Methadone and buprenorphine are opioid medications for treating addiction that can be prescribed by doctors as a way to wean patients off opioids or to maintain them stably. These medications have been shown to reduce deaths from all causes, including overdose. A third medication, naltrexone, blocks opioids’ effect on the brain, and prevents a patient who tries heroin again from experiencing any effects. In 2016, however, only 41.2 percent of the nation’s treatment facilities offered at least one form of medication, and 2.7 percent offered all three medications, according to a recent review of a national directory published by SAMHSA. We must move beyond the outmoded thinking and inertia that keep clinics from offering these medications.

Motivated patients also benefit greatly from cognitive behavioral therapy and from the hard work of recovery—healing family rifts, reintegrating into the workforce, creating healthy social connections, finding new modes of fulfillment. This is why treatment centers that offer an array of services, including medical care, family counseling and social services, have a better shot at promoting recovery. That treatment infrastructure must be fortified. The Excellence in Mental Health Act of 2014, a Medicaid-funded project, established more robust health centers in eight states. In 2017, House and Senate bills were introduced to expand the project to 11 more. It’s a promising effort that could be a path to public or private insurance-based community services and an opportunity to set much-needed national practice standards.

These two priorities are among the 56 recommendations put forth last October by President Donald Trump’s Commission on Combating Drug Addiction and the Opioid Crisis. Indeed, there is no dearth of ideas. In Congress, more than 90 bills aimed at the opioid crisis have been introduced in the 115th session, dozens of hearings have been held and later this month, the House Energy and Commerce Committee will begin holding a week of legislative hearings on measures to fight the opioid crisis. The White House’s 2019 budget seeks $13 billion over two years for the opioid epidemic, and the president recently nominated a “drug czar” to helm the Office of Drug Control Policy, though the candidate has minimal experience in the area.

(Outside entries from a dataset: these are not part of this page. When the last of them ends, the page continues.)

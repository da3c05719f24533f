use std::fmt;
use std::hash::{Hash, Hasher};
use std::sync::Arc;
use std::sync::atomic::{AtomicU64, Ordering};

static NEXT_SYMBOL_ID: AtomicU64 = AtomicU64::new(0);

/// A unique opaque identifier token.
///
/// Every call to [`Symbol::new`] or [`Symbol::anonymous`] produces a token
/// that is equal only to its own clones, regardless of description.
///
/// # Examples
///
/// ```rust
/// use lambdascript::value::Symbol;
///
/// let first = Symbol::new("id");
/// let second = Symbol::new("id");
///
/// assert_eq!(first, first.clone());
/// assert_ne!(first, second);
/// assert_eq!(first.description(), Some("id"));
/// ```
#[derive(Clone, Debug)]
pub struct Symbol {
    id: u64,
    description: Option<Arc<str>>,
}

impl Symbol {
    /// Creates a fresh symbol with a description.
    pub fn new(description: impl Into<Arc<str>>) -> Self {
        Self {
            id: NEXT_SYMBOL_ID.fetch_add(1, Ordering::Relaxed),
            description: Some(description.into()),
        }
    }

    /// Creates a fresh symbol without a description.
    pub fn anonymous() -> Self {
        Self {
            id: NEXT_SYMBOL_ID.fetch_add(1, Ordering::Relaxed),
            description: None,
        }
    }

    /// Returns the description given at creation.
    pub fn description(&self) -> Option<&str> {
        self.description.as_deref()
    }
}

impl PartialEq for Symbol {
    fn eq(&self, other: &Self) -> bool {
        self.id == other.id
    }
}

impl Eq for Symbol {}

impl Hash for Symbol {
    fn hash<H: Hasher>(&self, state: &mut H) {
        self.id.hash(state);
    }
}

impl fmt::Display for Symbol {
    fn fmt(&self, formatter: &mut fmt::Formatter<'_>) -> fmt::Result {
        write!(formatter, "Symbol({})", self.description().unwrap_or_default())
    }
}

As we sort through and further pursue these policies, we need to make good use of what we know about the role that prescription opioids plays in the larger crisis: that the dominant narrative about pain treatment being a major pathway to addiction is wrong, and that an agenda heavily weighted toward pill control is not enough.

 

3 Responses

  1. Why not end the drug war on the federal level? This will open up far more options. It’s a state’s rights issue to begin with. Unfortunately the powers that shouldn’t be would never allow this, as there’s too many fingers in the prohibition pie. They would never admit that people own their own bodies and therefore have the LIBERTY to ingest what they damn well please even if others disappove. If that ever happened, people might realize that they have inalienable rights that descend from God and not government. From there the whole control apparatus that is what we know as society (the aspects that have been socially engineered) would crumble before them. This will never happen though until we withdraw consent from the government and that will require a revolt of some sort.

  2. It is not going to work with a “drug czar” with little experience? Does anybody else see a BIG PROBLEM with this?

  3. As cpp’s we know these facts but the powers that be refuse to get the point! CPP don’t share their medication since they need every milligram! The question is how to make the brain dead idiots see this? It’s much simpler for them to blame CPP and their providers than to go after the REAL problem of illegal drugs users and their pushers! Our quallity of life nor even our very lives mean less than nothing to them!